I like being home during the weekdays, as I’ve gotten to do this week thanks to an arctic chill that blasted Denver with snow and negative and single digit temps. I like watching the daily rhythm of the animals. They play and bounce and chase toys in the morning. Then they fight for the blue chair by the window so they can watch the neighborhood happenings, and, in Ringo’s case, bark at the dogs who walk by. Finally they settle into a napping schedule. Ringo starts on the couch, Faye on the blue chair. Faye moves to her hidey hole cave bed, her paws just sticking out because she’s on her way to outgrowing it. As the sun moves across the sky and starts to shine in through the kitchen window, Ringo follows it, laying in the sun spot as it shifts across the kitchen floor. Sometimes Faye tussles with him for it. Eventually, they return back to the living room—Faye on the rug in the sun that’s now coming in through the front window and Ringo on the couch again. smacking his sleepy lips.

Working from home was something that began to feel strangely exhausting, claustrophobic, and isolating (and this coming from a pretty intense introvert) during the worst of the pandemic. I returned to the office in the spring of 2021, and was thrilled to see my coworkers, and rekindle and strengthen our friendships and relationships. The dynamic in our office certainly feels different, in the way that everything feels different now, and yet I like it. We share unexpected conversations that give us insight into each other’s lives. We plan for the possibility of Development Team Pastry Fridays. We are energized by each other’s dedication to our work.

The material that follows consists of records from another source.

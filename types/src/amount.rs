//! Fixed-point amounts of the funded asset.
//!
//! Amounts are raw integers (u128) in the asset's smallest unit. The observed
//! asset uses 6 decimals, so `1_000_000` raw is `1.00` nominal.

use serde::{Deserialize, Deserializer, Serialize, Serializer};
use std::fmt;
use thiserror::Error;

/// Decimal precision of the funded asset.
pub const DECIMALS: u32 = 6;

/// Raw units per one nominal unit (`10^DECIMALS`).
pub const UNIT: u128 = 10u128.pow(DECIMALS);

/// An amount of the funded asset in raw units.
///
/// Human-readable formats carry the nominal decimal string (`"1.5"`), since
/// JSON numbers cannot hold the full u128 range; binary formats carry the
/// raw integer.
#[derive(Clone, Copy, Debug, Default, PartialEq, Eq, PartialOrd, Ord, Hash)]
pub struct Amount(u128);

#[derive(Debug, Error, PartialEq, Eq)]
pub enum AmountParseError {
    #[error("empty amount")]
    Empty,

    #[error("invalid digit in amount: {0:?}")]
    InvalidDigit(String),

    #[error("too many fractional digits: at most {DECIMALS} allowed")]
    TooPrecise,

    #[error("amount overflows u128")]
    Overflow,
}

impl Amount {
    pub const ZERO: Self = Self(0);

    pub fn new(raw: u128) -> Self {
        Self(raw)
    }

    /// Whole nominal units, e.g. `Amount::from_units(100)` is 100.00.
    pub fn from_units(units: u64) -> Self {
        Self(units as u128 * UNIT)
    }

    pub fn raw(&self) -> u128 {
        self.0
    }

    pub fn is_zero(&self) -> bool {
        self.0 == 0
    }

    pub fn checked_add(self, other: Self) -> Option<Self> {
        self.0.checked_add(other.0).map(Self)
    }

    pub fn checked_sub(self, other: Self) -> Option<Self> {
        self.0.checked_sub(other.0).map(Self)
    }

    pub fn checked_mul(self, factor: u128) -> Option<Self> {
        self.0.checked_mul(factor).map(Self)
    }

    pub fn saturating_sub(self, other: Self) -> Self {
        Self(self.0.saturating_sub(other.0))
    }

    /// Parse a nominal decimal string such as `"100"`, `"0.5"` or `"12.345678"`.
    pub fn parse_nominal(s: &str) -> Result<Self, AmountParseError> {
        let s = s.trim();
        if s.is_empty() {
            return Err(AmountParseError::Empty);
        }
        let (whole, frac) = match s.split_once('.') {
            Some((w, f)) => (w, f),
            None => (s, ""),
        };
        if whole.is_empty() && frac.is_empty() {
            return Err(AmountParseError::Empty);
        }
        if frac.len() > DECIMALS as usize {
            return Err(AmountParseError::TooPrecise);
        }
        let digits_only = |part: &str| part.bytes().all(|b| b.is_ascii_digit());
        if !digits_only(whole) || !digits_only(frac) {
            return Err(AmountParseError::InvalidDigit(s.to_string()));
        }

        let whole_raw = if whole.is_empty() {
            0
        } else {
            whole.parse::<u128>().map_err(|_| AmountParseError::Overflow)?
        };
        let frac_raw = if frac.is_empty() {
            0
        } else {
            let scale = 10u128.pow(DECIMALS - frac.len() as u32);
            frac.parse::<u128>().map_err(|_| AmountParseError::Overflow)? * scale
        };

        whole_raw
            .checked_mul(UNIT)
            .and_then(|w| w.checked_add(frac_raw))
            .map(Self)
            .ok_or(AmountParseError::Overflow)
    }
}

impl fmt::Display for Amount {
    /// Nominal rendering with trailing zeros trimmed: `40`, `1.5`, `0.000001`.
    fn fmt(&self, f: &mut fmt::Formatter<'_>) -> fmt::Result {
        let whole = self.0 / UNIT;
        let frac = self.0 % UNIT;
        if frac == 0 {
            return write!(f, "{whole}");
        }
        let padded = format!("{:0width$}", frac, width = DECIMALS as usize);
        write!(f, "{}.{}", whole, padded.trim_end_matches('0'))
    }
}

impl Serialize for Amount {
    fn serialize<S: Serializer>(&self, serializer: S) -> Result<S::Ok, S::Error> {
        if serializer.is_human_readable() {
            serializer.collect_str(self)
        } else {
            self.0.serialize(serializer)
        }
    }
}

impl<'de> Deserialize<'de> for Amount {
    fn deserialize<D: Deserializer<'de>>(deserializer: D) -> Result<Self, D::Error> {
        if deserializer.is_human_readable() {
            let s = String::deserialize(deserializer)?;
            Self::parse_nominal(&s).map_err(serde::de::Error::custom)
        } else {
            u128::deserialize(deserializer).map(Self)
        }
    }
}

impl From<u128> for Amount {
    fn from(raw: u128) -> Self {
        Self(raw)
    }
}

#[cfg(test)]
mod tests {
    use super::*;

    #[test]
    fn one_unit_is_a_million_raw() {
        assert_eq!(Amount::from_units(1).raw(), 1_000_000);
    }

    #[test]
    fn display_trims_trailing_zeros() {
        assert_eq!(Amount::new(40_000_000).to_string(), "40");
        assert_eq!(Amount::new(1_500_000).to_string(), "1.5");
        assert_eq!(Amount::new(1).to_string(), "0.000001");
        assert_eq!(Amount::ZERO.to_string(), "0");
    }

    #[test]
    fn parses_nominal_strings() {
        assert_eq!(Amount::parse_nominal("100").unwrap().raw(), 100_000_000);
        assert_eq!(Amount::parse_nominal("0.5").unwrap().raw(), 500_000);
        assert_eq!(Amount::parse_nominal(".25").unwrap().raw(), 250_000);
        assert_eq!(Amount::parse_nominal("12.345678").unwrap().raw(), 12_345_678);
    }

    #[test]
    fn rejects_bad_nominal_strings() {
        assert_eq!(Amount::parse_nominal(""), Err(AmountParseError::Empty));
        assert_eq!(Amount::parse_nominal("."), Err(AmountParseError::Empty));
        assert_eq!(Amount::parse_nominal("1.0000001"), Err(AmountParseError::TooPrecise));
        assert!(matches!(Amount::parse_nominal("-1"), Err(AmountParseError::InvalidDigit(_))));
        assert!(matches!(Amount::parse_nominal("1e6"), Err(AmountParseError::InvalidDigit(_))));
    }

    #[test]
    fn checked_mul_detects_overflow() {
        assert!(Amount::new(u128::MAX).checked_mul(2).is_none());
        assert_eq!(Amount::new(10).checked_mul(3), Some(Amount::new(30)));
    }

    #[test]
    fn json_carries_amounts_beyond_u64_as_strings() {
        let big = Amount::new(u64::MAX as u128 + 1);
        let json = serde_json::to_string(&big).unwrap();
        assert_eq!(json, format!("\"{big}\""));
        let back: Amount = serde_json::from_str(&json).unwrap();
        assert_eq!(back, big);

        let max = Amount::new(u128::MAX);
        let back: Amount = serde_json::from_str(&serde_json::to_string(&max).unwrap()).unwrap();
        assert_eq!(back, max);
    }

    #[test]
    fn bincode_keeps_the_raw_integer() {
        let amount = Amount::new(1_500_000);
        let bytes = bincode::serialize(&amount).unwrap();
        assert_eq!(bytes, 1_500_000u128.to_le_bytes());
        assert_eq!(bincode::deserialize::<Amount>(&bytes).unwrap(), amount);
    }
}
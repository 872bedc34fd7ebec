use std::collections::HashMap;
use std::sync::{Mutex, MutexGuard, PoisonError};

use claw_types::{Address, Amount};
use serde::{Deserialize, Serialize};

use crate::{FundingReserve, ReserveError};

/// Serializable state of a [`MemoryReserve`].
#[derive(Clone, Debug, Default, PartialEq, Eq, Serialize, Deserialize)]
pub struct ReserveState {
    /// Spendable balance per account, outside the pool.
    pub balances: HashMap<Address, Amount>,
    /// Amount each account has approved the ledger to collect.
    pub allowances: HashMap<Address, Amount>,
    /// Funds held on behalf of live vouchers.
    pub pool: Amount,
}

/// An in-memory asset with approve-then-collect semantics.
///
/// Funders must `approve` the ledger before it can `collect` from them, the
/// same two-step flow a token contract imposes.
#[derive(Default)]
pub struct MemoryReserve {
    state: Mutex<ReserveState>,
}

impl MemoryReserve {
    pub fn new() -> Self {
        Self::default()
    }

    pub fn from_state(state: ReserveState) -> Self {
        Self {
            state: Mutex::new(state),
        }
    }

    pub fn export(&self) -> ReserveState {
        self.lock().clone()
    }

    fn lock(&self) -> MutexGuard<'_, ReserveState> {
        self.state.lock().unwrap_or_else(PoisonError::into_inner)
    }

    /// Credit `amount` to `account` from outside the system.
    pub fn deposit(&self, account: &Address, amount: Amount) -> Result<(), ReserveError> {
        let mut state = self.lock();
        let balance = state.balances.entry(*account).or_default();
        *balance = balance
            .checked_add(amount)
            .ok_or_else(|| ReserveError::Rejected("balance overflow".into()))?;
        Ok(())
    }

    /// Set the amount the ledger may collect from `account`. Replaces any
    /// previous approval.
    pub fn approve(&self, account: &Address, amount: Amount) {
        self.lock().allowances.insert(*account, amount);
    }

    pub fn balance_of(&self, account: &Address) -> Amount {
        self.lock().balances.get(account).copied().unwrap_or_default()
    }

    pub fn allowance(&self, account: &Address) -> Amount {
        self.lock().allowances.get(account).copied().unwrap_or_default()
    }

    /// Sum of all account balances plus the pool.
    pub fn total_supply(&self) -> Amount {
        let state = self.lock();
        state
            .balances
            .values()
            .fold(state.pool, |acc, b| acc.checked_add(*b).unwrap_or(Amount::new(u128::MAX)))
    }
}

impl FundingReserve for MemoryReserve {
    fn collect(&self, from: &Address, amount: Amount) -> Result<(), ReserveError> {
        let mut state = self.lock();
        let approved = state.allowances.get(from).copied().unwrap_or_default();
        if approved < amount {
            return Err(ReserveError::InsufficientAllowance {
                account: *from,
                needed: amount.raw(),
                approved: approved.raw(),
            });
        }
        let available = state.balances.get(from).copied().unwrap_or_default();
        if available < amount {
            return Err(ReserveError::InsufficientBalance {
                account: *from,
                needed: amount.raw(),
                available: available.raw(),
            });
        }
        let pool = state
            .pool
            .checked_add(amount)
            .ok_or_else(|| ReserveError::Rejected("pool overflow".into()))?;

        state.pool = pool;
        state.balances.insert(*from, available.saturating_sub(amount));
        state.allowances.insert(*from, approved.saturating_sub(amount));
        tracing::trace!(from = %from, amount = %amount, "reserve collected");
        Ok(())
    }

    fn disburse(&self, to: &Address, amount: Amount) -> Result<(), ReserveError> {
        let mut state = self.lock();
        if state.pool < amount {
            return Err(ReserveError::InsufficientPool {
                needed: amount.raw(),
                pooled: state.pool.raw(),
            });
        }
        let current = state.balances.get(to).copied().unwrap_or_default();
        let credited = current
            .checked_add(amount)
            .ok_or_else(|| ReserveError::Rejected("balance overflow".into()))?;

        state.pool = state.pool.saturating_sub(amount);
        state.balances.insert(*to, credited);
        tracing::trace!(to = %to, amount = %amount, "reserve disbursed");
        Ok(())
    }

    fn pooled(&self) -> Amount {
        self.lock().pool
    }
}
//! Time formatting helpers.

/// Format a duration in seconds to a human-readable string.
pub fn format_duration(secs: u64) -> String {
    if secs < 60 {
        format!("{}s", secs)
    } else if secs < 3600 {
        format!("{}m {}s", secs / 60, secs % 60)
    } else if secs < 86400 {
        format!("{}h {}m", secs / 3600, (secs % 3600) / 60)
    } else {
        format!("{}d {}h", secs / 86400, (secs % 86400) / 3600)
    }
}
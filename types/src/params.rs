//! Ledger parameters.

use crate::address::Address;
use crate::amount::DECIMALS;
use serde::{Deserialize, Serialize};

/// Tunable parameters of a voucher ledger instance.
#[derive(Clone, Debug, PartialEq, Eq, Serialize, Deserialize)]
pub struct LedgerParams {
    /// The ledger's own identity. Paying out to it would strand funds in
    /// the pool, so it is rejected as a spend or tip target.
    #[serde(default = "default_ledger_address")]
    pub ledger_address: Address,

    /// Upper bound on the number of agents in one `create_batch` call.
    #[serde(default = "default_max_batch_size")]
    pub max_batch_size: usize,

    /// Decimal precision of the funded asset (display only).
    #[serde(default = "default_decimals")]
    pub decimals: u32,
}

fn default_ledger_address() -> Address {
    // 0xD812EA3A821A5b4d835bfA06BAf542138e434D48
    Address::new([
        0xd8, 0x12, 0xea, 0x3a, 0x82, 0x1a, 0x5b, 0x4d, 0x83, 0x5b, 0xfa, 0x06, 0xba, 0xf5,
        0x42, 0x13, 0x8e, 0x43, 0x4d, 0x48,
    ])
}

fn default_max_batch_size() -> usize {
    256
}

fn default_decimals() -> u32 {
    DECIMALS
}

impl Default for LedgerParams {
    fn default() -> Self {
        Self {
            ledger_address: default_ledger_address(),
            max_batch_size: default_max_batch_size(),
            decimals: default_decimals(),
        }
    }
}

#[cfg(test)]
mod tests {
    use super::*;

    #[test]
    fn default_ledger_address_matches_deployment() {
        assert_eq!(
            LedgerParams::default().ledger_address.to_string(),
            "0xd812ea3a821a5b4d835bfa06baf542138e434d48"
        );
    }
}
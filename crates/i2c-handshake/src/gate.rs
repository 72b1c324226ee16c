/// Value of the free-running tick counter driven by the periodic timer
/// interrupt. Wraps around; all comparisons use wrapping differences.
pub type Tick = u32;

/// A minimum-elapsed-time condition guarding a phase transition.
///
/// The gate is armed with the tick at which the guarded phase was entered
/// and reports elapsed once `now - armed_at >= threshold`. It never waits:
/// callers poll it with the current tick.
#[derive(Debug, Clone, Copy, PartialEq, Eq)]
#[cfg_attr(feature = "defmt", derive(defmt::Format))]
pub struct TimingGate {
    threshold: Tick,
    armed_at: Option<Tick>,
}

impl TimingGate {
    pub const fn new(threshold: Tick) -> Self {
        Self { threshold, armed_at: None }
    }

    pub const fn threshold(&self) -> Tick {
        self.threshold
    }

    /// Tick at which the gate was armed, if it is armed.
    pub const fn armed_at(&self) -> Option<Tick> {
        self.armed_at
    }

    pub const fn is_armed(&self) -> bool {
        self.armed_at.is_some()
    }

    pub fn arm(&mut self, now: Tick) {
        self.armed_at = Some(now);
    }

    pub fn disarm(&mut self) {
        self.armed_at = None;
    }

    /// `true` once the threshold has elapsed since arming. A disarmed gate
    /// never reports elapsed.
    pub fn is_elapsed(&self, now: Tick) -> bool {
        match self.armed_at {
            Some(armed_at) => now.wrapping_sub(armed_at) >= self.threshold,
            None => false,
        }
    }

    /// Consume the gate if it has elapsed.
    pub fn try_pass(&mut self, now: Tick) -> bool {
        if self.is_elapsed(now) {
            self.disarm();
            true
        } else {
            false
        }
    }
}

#[cfg(test)]
mod tests {
    use super::*;

    #[test]
    fn disarmed_gate_never_elapses() {
        let gate = TimingGate::new(0);
        assert!(!gate.is_elapsed(0));
        assert!(!gate.is_elapsed(Tick::MAX));
    }

    #[test]
    fn elapses_exactly_at_threshold() {
        let mut gate = TimingGate::new(100);
        gate.arm(5);
        assert!(!gate.is_elapsed(5));
        assert!(!gate.is_elapsed(104));
        assert!(gate.is_elapsed(105));
        assert!(gate.try_pass(105));
        assert!(!gate.is_armed());
    }

    #[test]
    fn zero_threshold_passes_on_arming_tick() {
        let mut gate = TimingGate::new(0);
        gate.arm(42);
        assert!(gate.try_pass(42));
    }

    #[test]
    fn survives_tick_wraparound() {
        let mut gate = TimingGate::new(10);
        gate.arm(Tick::MAX - 3);
        assert!(!gate.is_elapsed(5));
        assert!(gate.is_elapsed(6));
    }
}
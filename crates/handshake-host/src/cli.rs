use clap::Parser;
use i2c_handshake::{HandshakeConfig, Tick};

const REQUEST: &str = "Hello from CM7 Master!";
const RESPONSE: &str = "Hello from CM7 Master! Positive response from slave!";

/// Run the master/slave handshake over an in-memory bus with a simulated
/// 1 kHz tick.
#[derive(Parser)]
#[command(author, version, about, long_about = None)]
pub struct Cli {
    /// Round trips to run before stopping
    #[arg(long, default_value_t = 3)]
    pub cycles: u32,

    /// Payload the master sends every cycle
    #[arg(long, default_value = REQUEST)]
    pub request: String,

    /// Payload the slave answers with
    #[arg(long, default_value = RESPONSE)]
    pub response: String,

    /// 7-bit address the slave answers to
    #[arg(long, default_value = "0x01", value_parser = parse_address)]
    pub address: u8,

    /// Address the master targets, if different from the slave's
    #[arg(long, value_parser = parse_address)]
    pub target: Option<u8>,

    /// Ticks between the master's send completing and its receive starting
    #[arg(long, default_value_t = HandshakeConfig::DEFAULT.short_gate)]
    pub short_gate: Tick,

    /// Ticks between the master's receive completing and the next send
    #[arg(long, default_value_t = HandshakeConfig::DEFAULT.cycle_gate)]
    pub cycle_gate: Tick,

    /// Fail if a transfer is still outstanding after this many ticks
    #[arg(long)]
    pub await_timeout: Option<Tick>,

    /// Give up after this many simulated ticks
    #[arg(long, default_value_t = 1_000_000)]
    pub max_ticks: Tick,
}

impl Cli {
    pub fn config(&self) -> HandshakeConfig {
        let config =
            HandshakeConfig::symmetric(self.request.len(), self.response.len())
                .with_address(self.address)
                .with_gates(self.short_gate, self.cycle_gate);
        match self.await_timeout {
            Some(timeout) => config.with_await_timeout(timeout),
            None => config,
        }
    }
}

fn parse_address(s: &str) -> Result<u8, String> {
    let parsed = match s.strip_prefix("0x").or_else(|| s.strip_prefix("0X")) {
        Some(hex) => u8::from_str_radix(hex, 16),
        None => s.parse(),
    };
    parsed.map_err(|e| format!("invalid address `{s}`: {e}"))
}

#[cfg(test)]
mod tests {
    use super::*;

    #[test]
    fn parses_hex_and_decimal_addresses() {
        assert_eq!(parse_address("0x01"), Ok(1));
        assert_eq!(parse_address("0X7f"), Ok(0x7F));
        assert_eq!(parse_address("42"), Ok(42));
        assert!(parse_address("0x100").is_err());
    }

    #[test]
    fn defaults_match_bring_up_firmware() {
        let cli = Cli::parse_from(["handshake-host"]);
        assert_eq!(cli.config(), HandshakeConfig::DEFAULT);
    }
}
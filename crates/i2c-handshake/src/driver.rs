/// Which end of the bus an endpoint drives. Fixed per peripheral instance.
#[derive(Debug, Clone, Copy, PartialEq, Eq)]
#[cfg_attr(feature = "defmt", derive(defmt::Format))]
pub enum Role {
    Master,
    Slave,
}

/// Direction of a transfer as seen from the endpoint performing it.
#[derive(Debug, Clone, Copy, PartialEq, Eq)]
#[cfg_attr(feature = "defmt", derive(defmt::Format))]
pub enum Direction {
    Transmit,
    Receive,
}

/// A finished transfer, tagged with the endpoint and direction it belongs to.
#[derive(Debug, Clone, Copy, PartialEq, Eq)]
#[cfg_attr(feature = "defmt", derive(defmt::Format))]
pub struct CompletionEvent {
    pub role: Role,
    pub direction: Direction,
}

impl CompletionEvent {
    pub const MASTER_TRANSMIT: Self = Self::new(Role::Master, Direction::Transmit);
    pub const MASTER_RECEIVE: Self = Self::new(Role::Master, Direction::Receive);
    pub const SLAVE_TRANSMIT: Self = Self::new(Role::Slave, Direction::Transmit);
    pub const SLAVE_RECEIVE: Self = Self::new(Role::Slave, Direction::Receive);

    pub const fn new(role: Role, direction: Direction) -> Self {
        Self { role, direction }
    }
}

/// Everything a bus interrupt can report to the handshake.
#[derive(Debug, Clone, Copy, PartialEq, Eq)]
#[cfg_attr(feature = "defmt", derive(defmt::Format))]
pub enum BusEvent {
    /// A transfer finished and its data is stable.
    Complete(CompletionEvent),
    /// The peripheral for `Role` flagged a transport error (NACK, arbitration
    /// loss, bus timeout) on whatever transfer it had in flight.
    Error(Role),
}

/// Non-blocking access to one bus peripheral.
///
/// Both `begin_*` calls only start a transfer and return immediately. The
/// peripheral later reports the outcome from interrupt context as a
/// [`BusEvent`], exactly once per started transfer.
///
/// Transmit payloads are latched by the driver when the transfer starts.
/// Received bytes are held by the driver until [`finish_receive`] copies them
/// out, which callers only do after observing the matching completion.
///
/// [`finish_receive`]: BusDriver::finish_receive
pub trait BusDriver {
    /// Error type for transfers that cannot be started.
    type Error: core::fmt::Debug;

    /// Start sending `payload` as `role`.
    fn begin_transmit(
        &mut self,
        role: Role,
        payload: &[u8],
    ) -> Result<(), Self::Error>;

    /// Start receiving exactly `length` bytes as `role`.
    fn begin_receive(
        &mut self,
        role: Role,
        length: usize,
    ) -> Result<(), Self::Error>;

    /// Copy the bytes of the last completed receive for `role` into
    /// `buffer`, returning how many the transfer carried.
    ///
    /// The count may differ from `buffer.len()`. Only the overlapping prefix
    /// is copied; callers treat any other count as a protocol violation.
    fn finish_receive(
        &mut self,
        role: Role,
        buffer: &mut [u8],
    ) -> Result<usize, Self::Error>;
}

impl<T: BusDriver + ?Sized> BusDriver for &mut T {
    type Error = T::Error;

    #[inline]
    fn begin_transmit(
        &mut self,
        role: Role,
        payload: &[u8],
    ) -> Result<(), Self::Error> {
        T::begin_transmit(self, role, payload)
    }

    #[inline]
    fn begin_receive(
        &mut self,
        role: Role,
        length: usize,
    ) -> Result<(), Self::Error> {
        T::begin_receive(self, role, length)
    }

    #[inline]
    fn finish_receive(
        &mut self,
        role: Role,
        buffer: &mut [u8],
    ) -> Result<usize, Self::Error> {
        T::finish_receive(self, role, buffer)
    }
}
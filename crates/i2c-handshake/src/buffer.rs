use core::ops::Deref;

use heapless::Vec;

use crate::error::ConfigError;

/// Fixed-capacity storage for one direction of the exchange.
///
/// Holds exactly the configured message length. Contents are overwritten in
/// place once per phase and never reallocated.
#[derive(Debug, Clone, PartialEq, Eq)]
pub struct TransferBuffer<const N: usize> {
    data: Vec<u8, N>,
}

impl<const N: usize> TransferBuffer<N> {
    /// Buffer holding a copy of `payload`.
    pub fn from_slice(payload: &[u8]) -> Result<Self, ConfigError> {
        let data = Vec::from_slice(payload).map_err(|_| {
            ConfigError::ExceedsCapacity { length: payload.len(), capacity: N }
        })?;
        Ok(Self { data })
    }

    /// Zero-filled buffer of `length` bytes.
    pub fn zeroed(length: usize) -> Result<Self, ConfigError> {
        let mut data = Vec::new();
        data.resize(length, 0).map_err(|_| ConfigError::ExceedsCapacity {
            length,
            capacity: N,
        })?;
        Ok(Self { data })
    }

    pub const fn capacity(&self) -> usize {
        N
    }

    pub fn as_slice(&self) -> &[u8] {
        &self.data
    }

    pub fn as_mut_slice(&mut self) -> &mut [u8] {
        &mut self.data
    }
}

impl<const N: usize> Deref for TransferBuffer<N> {
    type Target = [u8];

    #[inline]
    fn deref(&self) -> &[u8] {
        &self.data
    }
}

#[cfg(feature = "defmt")]
impl<const N: usize> defmt::Format for TransferBuffer<N> {
    fn format(&self, f: defmt::Formatter) {
        defmt::write!(f, "TransferBuffer {=[u8]}", self.as_slice())
    }
}
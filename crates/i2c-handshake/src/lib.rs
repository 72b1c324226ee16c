#![no_std]
//! Interrupt-driven master/slave request/response handshake over a shared
//! synchronous bus.
//!
//! Transfer completions arrive from interrupt context and only ever set a
//! flag in a [`DeferredActions`] set. The cooperative main loop polls
//! [`MasterSequencer::step`] with the current tick, which consumes those flags,
//! enforces the elapsed-time gates between phases and issues the next bus
//! operation. Nothing in here blocks or sleeps, so the timekeeping interrupt
//! that drives the tick counter is never starved by a waiting callback.
//!
//! The slave side is a [`SlaveResponder`] that runs entirely in callback
//! context: it answers every request as soon as it lands and re-arms its
//! receiver once the answer has been read.

#[cfg(all(feature = "defmt", feature = "tracing"))]
compile_error!("You must enable at most one of the following features: `defmt`, `tracing`");

// This mod MUST go first, so that the others see its macros.
pub(crate) mod fmt;

mod buffer;
mod config;
mod deferred;
mod driver;
mod error;
pub mod fault;
mod gate;
pub mod loopback;
mod responder;
mod router;
mod sequencer;

pub use buffer::TransferBuffer;
pub use config::HandshakeConfig;
pub use deferred::DeferredActions;
pub use driver::{BusDriver, BusEvent, CompletionEvent, Direction, Role};
pub use error::{ConfigError, Fault, HandshakeError, ProtocolViolation};
pub use gate::{Tick, TimingGate};
pub use responder::{SlaveResponder, SlaveState};
pub use router::{CompletionRouter, SharedResponder};
pub use sequencer::{MasterSequencer, Phase};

However, in the last six or so months, I’ve begun to miss slow weekday mornings at home, easing into my workday, taking a break to workout or do laundry or walk Ringo, making lunch in the kitchen, running the Roomba (I love watching it cruise back into its home base). I wonder where the new in between, the new settling point, will be. Where will we all land after these years of upheaval, all the back and forth and readjusting? Will we even really know what kind of a life—professionally and personally—we want in the end? I’m not sure I do. I think I’m still figuring that out.